Note: This post is going to be very technical, but will raise important questions about the redesign of the payment system used for Medicare Part A patients in skilled nursing.
Previously I wrote about the proposed RCS system and I included the image below from the technical report. I jokingly captioned it with "Someone explain this to me. Please. Seriously." Since that time I have spent some time reading the technical document and trying to understand how Acumen arrived at this table.
The technique is ... interesting. Let's take a look. The technical document is here. I am more or less starting on page 41.
What to Use
It appears that Acumen decided ADLs would be used to help determine PT/OT expenses from the very beginning of the process. It is not at all clear why. Given that, step one was to determine which of the ADLs best predicted PT/OT expense. I'm including the table below. Based on that analysis, Acumen concluded:
Three late-loss self-performance items were selected as the best predictors of PT/OT utilization and the most clinically appropriate indicators of resident function: transfer self-performance, eating self-performance, and toileting self-performance
Okay, let's stop here a moment. Based on those r-squared values are you prepared to say which 3 ADLs are the best predictors of PT/OT expenditures? No? Let me help:
Personal Hygiene actually has a greater r-squared than toileting and toileting is only the tiniest bit (0.002) higher than Walk In Room*. Yet somehow we emerged with Eating, Transfers and Toileting as the best predictors of PT/OT spending? No particular ADL stands out in that graphic to me as being superior to the others. Fortunately it doesn't matter. Why?

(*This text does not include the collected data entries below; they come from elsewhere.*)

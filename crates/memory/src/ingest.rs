//! Deduplicating write path.

use std::sync::Arc;

use beebo_common::Result;
use chrono::{DateTime, Utc};
use tracing::{info, instrument};

use crate::dedup::{DuplicateDetector, ExistingMemory};
use crate::embedding::{embed_best_effort, EmbeddingProvider};
use crate::store::{self, InsertResult, MemoryStore};
use crate::types::{DedupPolicy, Memory, NewMemory, Supplied};

/// How an ingest call resolved.
#[derive(Debug, Clone, PartialEq)]
pub enum IngestOutcome {
    Created {
        id: String,
        last_updated: DateTime<Utc>,
    },
    /// Exact duplicate under the upsert policy; the existing row was refreshed
    Updated {
        id: String,
        last_updated: DateTime<Utc>,
    },
    /// Exact duplicate under the reject policy
    Duplicate { existing: ExistingMemory },
    SemanticDuplicate {
        existing: ExistingMemory,
        similarity: f32,
    },
}

impl IngestOutcome {
    /// Whether the store changed.
    pub fn is_written(&self) -> bool {
        matches!(self, IngestOutcome::Created { .. } | IngestOutcome::Updated { .. })
    }
}

pub struct Ingestor {
    store: Arc<MemoryStore>,
    detector: DuplicateDetector,
    embedder: Option<Arc<dyn EmbeddingProvider>>,
    policy: DedupPolicy,
}

impl Ingestor {
    pub fn new(
        store: Arc<MemoryStore>,
        embedder: Option<Arc<dyn EmbeddingProvider>>,
        policy: DedupPolicy,
        semantic_threshold: f32,
    ) -> Self {
        Self {
            detector: DuplicateDetector::new(store.clone(), semantic_threshold),
            store,
            embedder,
            policy,
        }
    }

    /// Store `new` unless it duplicates an existing memory.
    ///
    /// Exact duplicates (same normalized text) follow the configured policy.
    /// Near-duplicates by embedding are always rejected. The exact check runs
    /// first and short-circuits, so an exact duplicate never costs an
    /// embedding call.
    #[instrument(skip(self, new), fields(policy = ?self.policy, text_len = new.text.len()))]
    pub async fn ingest(&self, new: NewMemory) -> Result<IngestOutcome> {
        let supplied = new.supplied();
        let record = Memory::from_new(new, store::now());

        if let Some(existing) = self.detector.find_exact(&record.text_norm).await? {
            return match self.policy {
                DedupPolicy::Reject => {
                    info!(existing_id = %existing.id, "Rejected exact duplicate");
                    Ok(IngestOutcome::Duplicate {
                        existing: ExistingMemory::from(&existing),
                    })
                }
                DedupPolicy::Upsert => self.write(record, supplied).await,
            };
        }

        let embedding = embed_best_effort(self.embedder.as_ref(), &record.text).await;
        if let Some(vector) = &embedding {
            if let Some(found) = self.detector.find_semantic(vector).await? {
                info!(
                    existing_id = %found.existing.id,
                    similarity = found.similarity,
                    "Rejected semantic duplicate"
                );
                return Ok(IngestOutcome::SemanticDuplicate {
                    existing: found.existing,
                    similarity: found.similarity,
                });
            }
        }

        self.write(record.with_embedding(embedding), supplied).await
    }

    /// Final write. A concurrent insert of the same text can still land
    /// between the checks and here; the unique index resolves it.
    async fn write(&self, record: Memory, supplied: Supplied) -> Result<IngestOutcome> {
        match self.policy {
            DedupPolicy::Upsert => {
                let result = self.store.upsert(&record, supplied).await?;
                if result.created {
                    info!(id = %result.id, "Stored new memory");
                    Ok(IngestOutcome::Created {
                        id: result.id,
                        last_updated: result.last_updated,
                    })
                } else {
                    info!(id = %result.id, "Refreshed existing memory");
                    Ok(IngestOutcome::Updated {
                        id: result.id,
                        last_updated: result.last_updated,
                    })
                }
            }
            DedupPolicy::Reject => match self.store.insert_if_absent(&record).await? {
                InsertResult::Inserted(result) => {
                    info!(id = %result.id, "Stored new memory");
                    Ok(IngestOutcome::Created {
                        id: result.id,
                        last_updated: result.last_updated,
                    })
                }
                InsertResult::Conflict(existing) => Ok(IngestOutcome::Duplicate {
                    existing: ExistingMemory::from(&existing),
                }),
            },
        }
    }
}
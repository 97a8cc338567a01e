use std::sync::Arc;
use std::time::Duration;

use async_trait::async_trait;
use beebo_common::{BeeboError, Result};
use serde::{Deserialize, Serialize};

use crate::client::{LlmClient, LlmRequest, LlmResponse};
use crate::openai::OpenAiClient;
use crate::retry::{RetryConfig, RetryingClient};

/// Settings for the chat model that writes memory digests.
#[derive(Debug, Clone, Serialize, Deserialize)]
pub struct LlmConfig {
    /// Only "openai" (any OpenAI-compatible endpoint) is supported.
    #[serde(default = "default_provider")]
    pub provider: String,
    #[serde(default = "default_model")]
    pub model: String,
    #[serde(default, skip_serializing_if = "Option::is_none")]
    pub api_key: Option<String>,
    #[serde(default, skip_serializing_if = "Option::is_none")]
    pub api_url: Option<String>,
    #[serde(default = "default_timeout_ms")]
    pub timeout_ms: u64,
    #[serde(default = "default_max_concurrent")]
    pub max_concurrent_requests: usize,
    #[serde(default)]
    pub retry: RetryConfig,
}

fn default_provider() -> String {
    "openai".into()
}

fn default_model() -> String {
    "gpt-4.1".into()
}

fn default_timeout_ms() -> u64 {
    30_000
}

fn default_max_concurrent() -> usize {
    2
}

impl Default for LlmConfig {
    fn default() -> Self {
        Self {
            provider: default_provider(),
            model: default_model(),
            api_key: None,
            api_url: None,
            timeout_ms: default_timeout_ms(),
            max_concurrent_requests: default_max_concurrent(),
            retry: RetryConfig::default(),
        }
    }
}

impl LlmConfig {
    /// Explicit key first, then `OPENAI_API_KEY`.
    pub fn resolve_api_key(&self) -> Option<String> {
        match &self.api_key {
            Some(key) if !key.is_empty() => Some(key.clone()),
            _ => std::env::var("OPENAI_API_KEY").ok().filter(|k| !k.is_empty()),
        }
    }
}

/// Caps the number of in-flight requests to the wrapped client.
pub struct SemaphoredClient {
    inner: Arc<dyn LlmClient>,
    semaphore: Arc<tokio::sync::Semaphore>,
}

impl SemaphoredClient {
    pub fn new(inner: Arc<dyn LlmClient>, max_concurrent: usize) -> Self {
        Self {
            inner,
            semaphore: Arc::new(tokio::sync::Semaphore::new(max_concurrent.max(1))),
        }
    }
}

#[async_trait]
impl LlmClient for SemaphoredClient {
    async fn complete(&self, request: LlmRequest) -> Result<LlmResponse> {
        let _permit = self
            .semaphore
            .acquire()
            .await
            .map_err(|e| BeeboError::Llm(format!("semaphore closed: {e}")))?;
        self.inner.complete(request).await
    }

    fn model_name(&self) -> &str {
        self.inner.model_name()
    }
}

/// Build the retrying, concurrency-limited client described by `config`.
pub fn build_llm_client(config: &LlmConfig) -> Result<Arc<dyn LlmClient>> {
    let base: Box<dyn LlmClient> = match config.provider.as_str() {
        "openai" => Box::new(OpenAiClient::with_timeout(
            config.api_url.clone(),
            config.model.clone(),
            config.resolve_api_key(),
            Duration::from_millis(config.timeout_ms),
        )),
        other => {
            return Err(BeeboError::Config(format!("Unknown LLM provider: {other}")));
        }
    };

    let retrying: Box<dyn LlmClient> = Box::new(RetryingClient::new(base, config.retry.clone()));
    Ok(Arc::new(SemaphoredClient::new(
        Arc::from(retrying),
        config.max_concurrent_requests,
    )))
}
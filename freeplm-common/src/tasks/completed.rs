//! Task completion event and its arguments.

use std::any::Any;
use std::error::Error;
use std::fmt;
use std::sync::atomic::{AtomicU64, Ordering};
use std::sync::{Arc, PoisonError, RwLock};

/// Error reported by a finished task.
pub type TaskError = Arc<dyn Error + Send + Sync>;

/// Outcome passed to task completion handlers.
#[derive(Debug, Clone)]
pub struct TaskCompletedEventArgs<R> {
    /// Result of the task, `None` if it produced none
    pub result: Option<R>,
    /// Error encountered while running the task, if any
    pub error: Option<TaskError>,
}

impl<R> TaskCompletedEventArgs<R> {
    /// Completed with a result and no error.
    pub fn success(result: R) -> Self {
        Self {
            result: Some(result),
            error: None,
        }
    }

    /// Completed with an error and no result.
    pub fn failure<E>(error: E) -> Self
    where
        E: Error + Send + Sync + 'static,
    {
        Self {
            result: None,
            error: Some(Arc::new(error)),
        }
    }

    /// Completed without result or error.
    pub fn empty() -> Self {
        Self {
            result: None,
            error: None,
        }
    }

    pub fn is_success(&self) -> bool {
        self.error.is_none()
    }
}

impl<R> Default for TaskCompletedEventArgs<R> {
    fn default() -> Self {
        Self::empty()
    }
}

/// Handle returned by [`TaskCompletedEvent::subscribe`].
#[derive(Debug, Clone, Copy, PartialEq, Eq, Hash)]
pub struct SubscriptionId(u64);

type Handler<R> = Arc<dyn Fn(&dyn Any, &TaskCompletedEventArgs<R>) + Send + Sync>;

/// Notification point fired when a task finishes.
///
/// Each handler receives the sender, usually the task that finished, and
/// can recover its concrete type with [`Any::downcast_ref`]. Handlers run synchronously on the raising thread, in subscription order.
/// The handler list is snapshotted before the first handler runs, so
/// handlers may subscribe or unsubscribe while the event is being raised;
/// such changes apply from the next raise.
pub struct TaskCompletedEvent<R> {
    handlers: RwLock<Vec<(SubscriptionId, Handler<R>)>>,
    next_id: AtomicU64,
}

impl<R> TaskCompletedEvent<R> {
    pub fn new() -> Self {
        Self {
            handlers: RwLock::new(Vec::new()),
            next_id: AtomicU64::new(0),
        }
    }

    /// Add a handler.
    pub fn subscribe<F>(&self, handler: F) -> SubscriptionId
    where
        F: Fn(&dyn Any, &TaskCompletedEventArgs<R>) + Send + Sync + 'static,
    {
        let id = SubscriptionId(self.next_id.fetch_add(1, Ordering::Relaxed));
        let handler: Handler<R> = Arc::new(handler);
        self.handlers
            .write()
            .unwrap_or_else(PoisonError::into_inner)
            .push((id, handler));
        id
    }

    /// Remove a handler. Returns `false` if `id` was not subscribed.
    pub fn unsubscribe(&self, id: SubscriptionId) -> bool {
        let mut handlers = self
            .handlers
            .write()
            .unwrap_or_else(PoisonError::into_inner);
        let before = handlers.len();
        handlers.retain(|(handler_id, _)| *handler_id != id);
        handlers.len() != before
    }

    pub fn subscriber_count(&self) -> usize {
        self.handlers
            .read()
            .unwrap_or_else(PoisonError::into_inner)
            .len()
    }

    /// Invoke every subscribed handler with `sender` and `args`.
    pub fn raise(&self, sender: &dyn Any, args: &TaskCompletedEventArgs<R>) {
        let handlers: Vec<Handler<R>> = self
            .handlers
            .read()
            .unwrap_or_else(PoisonError::into_inner)
            .iter()
            .map(|(_, handler)| Arc::clone(handler))
            .collect();

        if handlers.is_empty() {
            return;
        }

        tracing::trace!(
            subscribers = handlers.len(),
            failed = args.error.is_some(),
            "Raising task completed event"
        );

        for handler in handlers {
            handler(sender, args);
        }
    }
}

impl<R> Default for TaskCompletedEvent<R> {
    fn default() -> Self {
        Self::new()
    }
}

impl<R> fmt::Debug for TaskCompletedEvent<R> {
    fn fmt(&self, f: &mut fmt::Formatter<'_>) -> fmt::Result {
        f.debug_struct("TaskCompletedEvent")
            .field("subscribers", &self.subscriber_count())
            .finish()
    }
}

/// Base behaviour for tasks that announce their completion.
///
/// Implementors own a [`TaskCompletedEvent`] and call
/// [`on_task_completed`](Self::on_task_completed) when they finish.
pub trait TaskCompletedEvents {
    /// Result type carried by the completion event.
    type Output;

    /// The task's completion event, for subscribing.
    fn task_completed(&self) -> &TaskCompletedEvent<Self::Output>;

    /// Notify subscribers that the task finished, with `self` as sender.
    fn on_task_completed(&self, args: &TaskCompletedEventArgs<Self::Output>)
    where
        Self: Sized + 'static,
    {
        self.task_completed().raise(self, args);
    }
}

#[cfg(test)]
mod tests {
    use super::*;
    use std::io;
    use std::sync::Mutex;
    use std::thread;

    struct ChecksumTask {
        input: Vec<u8>,
        completed: TaskCompletedEvent<u32>,
    }

    impl ChecksumTask {
        fn new(input: &[u8]) -> Self {
            Self {
                input: input.to_vec(),
                completed: TaskCompletedEvent::new(),
            }
        }

        fn run(&self) {
            if self.input.is_empty() {
                let error = io::Error::new(io::ErrorKind::InvalidInput, "empty input");
                self.on_task_completed(&TaskCompletedEventArgs::failure(error));
            } else {
                let sum: u32 = self.input.iter().map(|b| *b as u32).sum();
                self.on_task_completed(&TaskCompletedEventArgs::success(sum));
            }
        }
    }

    impl TaskCompletedEvents for ChecksumTask {
        type Output = u32;

        fn task_completed(&self) -> &TaskCompletedEvent<u32> {
            &self.completed
        }
    }

    #[test]
    fn test_handler_receives_result() {
        let task = ChecksumTask::new(&[1, 2, 3]);
        let seen = Arc::new(Mutex::new(Vec::new()));
        let sink = Arc::clone(&seen);
        task.task_completed().subscribe(move |_, args| {
            sink.lock().unwrap().push(args.result);
        });

        task.run();

        assert_eq!(*seen.lock().unwrap(), vec![Some(6)]);
    }

    #[test]
    fn test_handler_receives_error() {
        let task = ChecksumTask::new(&[]);
        let seen = Arc::new(Mutex::new(None));
        let sink = Arc::clone(&seen);
        task.task_completed().subscribe(move |_, args| {
            assert!(!args.is_success());
            assert!(args.result.is_none());
            *sink.lock().unwrap() = args.error.as_ref().map(|e| e.to_string());
        });

        task.run();

        assert_eq!(seen.lock().unwrap().as_deref(), Some("empty input"));
    }

    #[test]
    fn test_handler_receives_task_as_sender() {
        let task = ChecksumTask::new(&[4, 5]);
        let seen = Arc::new(Mutex::new(None));
        let sink = Arc::clone(&seen);
        task.task_completed().subscribe(move |sender, _| {
            let task = sender
                .downcast_ref::<ChecksumTask>()
                .expect("sender is the finished task");
            *sink.lock().unwrap() = Some(task.input.clone());
        });

        task.run();

        assert_eq!(*seen.lock().unwrap(), Some(vec![4, 5]));
    }

    #[test]
    fn test_sender_passed_to_raise_reaches_handlers() {
        let event = TaskCompletedEvent::<()>::new();
        let seen = Arc::new(Mutex::new(Vec::new()));
        let sink = Arc::clone(&seen);
        event.subscribe(move |sender, _| {
            sink.lock().unwrap().push(sender.downcast_ref::<&str>().copied());
        });

        event.raise(&"import", &TaskCompletedEventArgs::empty());
        event.raise(&7u8, &TaskCompletedEventArgs::empty());

        assert_eq!(*seen.lock().unwrap(), vec![Some("import"), None]);
    }

    #[test]
    fn test_raise_without_subscribers_is_noop() {
        let task = ChecksumTask::new(&[9]);
        task.run();
        assert_eq!(task.task_completed().subscriber_count(), 0);
    }

    #[test]
    fn test_handlers_run_in_subscription_order() {
        let event = TaskCompletedEvent::<()>::new();
        let order = Arc::new(Mutex::new(Vec::new()));
        for n in 0..3 {
            let order = Arc::clone(&order);
            event.subscribe(move |_, _| order.lock().unwrap().push(n));
        }

        event.raise(&(), &TaskCompletedEventArgs::empty());

        assert_eq!(*order.lock().unwrap(), vec![0, 1, 2]);
    }

    #[test]
    fn test_unsubscribed_handler_is_not_called() {
        let event = TaskCompletedEvent::<()>::new();
        let calls = Arc::new(AtomicU64::new(0));
        let counter = Arc::clone(&calls);
        let id = event.subscribe(move |_, _| {
            counter.fetch_add(1, Ordering::SeqCst);
        });

        assert!(event.unsubscribe(id));
        assert!(!event.unsubscribe(id));
        event.raise(&(), &TaskCompletedEventArgs::empty());

        assert_eq!(calls.load(Ordering::SeqCst), 0);
        assert_eq!(event.subscriber_count(), 0);
    }

    #[test]
    fn test_handler_may_subscribe_during_raise() {
        let event = Arc::new(TaskCompletedEvent::<()>::new());
        let inner = Arc::clone(&event);
        event.subscribe(move |_, _| {
            inner.subscribe(|_, _| {});
        });

        event.raise(&(), &TaskCompletedEventArgs::empty());

        assert_eq!(event.subscriber_count(), 2);
    }

    #[test]
    fn test_concurrent_raise_delivers_every_event() {
        let event = Arc::new(TaskCompletedEvent::<u64>::new());
        let total = Arc::new(AtomicU64::new(0));
        let sum = Arc::clone(&total);
        event.subscribe(move |_, args| {
            sum.fetch_add(args.result.unwrap_or_default(), Ordering::SeqCst);
        });

        let threads: Vec<_> = (1..=4u64)
            .map(|n| {
                let event = Arc::clone(&event);
                thread::spawn(move || {
                    for _ in 0..100 {
                        event.raise(&n, &TaskCompletedEventArgs::success(n));
                    }
                })
            })
            .collect();
        for handle in threads {
            handle.join().unwrap();
        }

        assert_eq!(total.load(Ordering::SeqCst), 100 * (1 + 2 + 3 + 4));
    }

    #[test]
    fn test_default_args_are_empty_success() {
        let args = TaskCompletedEventArgs::<String>::default();
        assert!(args.result.is_none());
        assert!(args.is_success());
    }

    #[test]
    fn test_event_debug_shows_subscriber_count() {
        let event = TaskCompletedEvent::<()>::new();
        event.subscribe(|_, _| {});
        assert_eq!(format!("{:?}", event), "TaskCompletedEvent { subscribers: 1 }");
    }
}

These r-squared values are screaming: "These metrics are not good predictors of PT/OT costs!" That means it's silly to argue about which ones to use. The correct answer is: None of the above. The report touts these numbers as "Significant at the 1% level". That's because you used a huge amount of data to do the regression. What's that's really saying is we are highly confident that ADL scores are a poor predictor for therapy cost.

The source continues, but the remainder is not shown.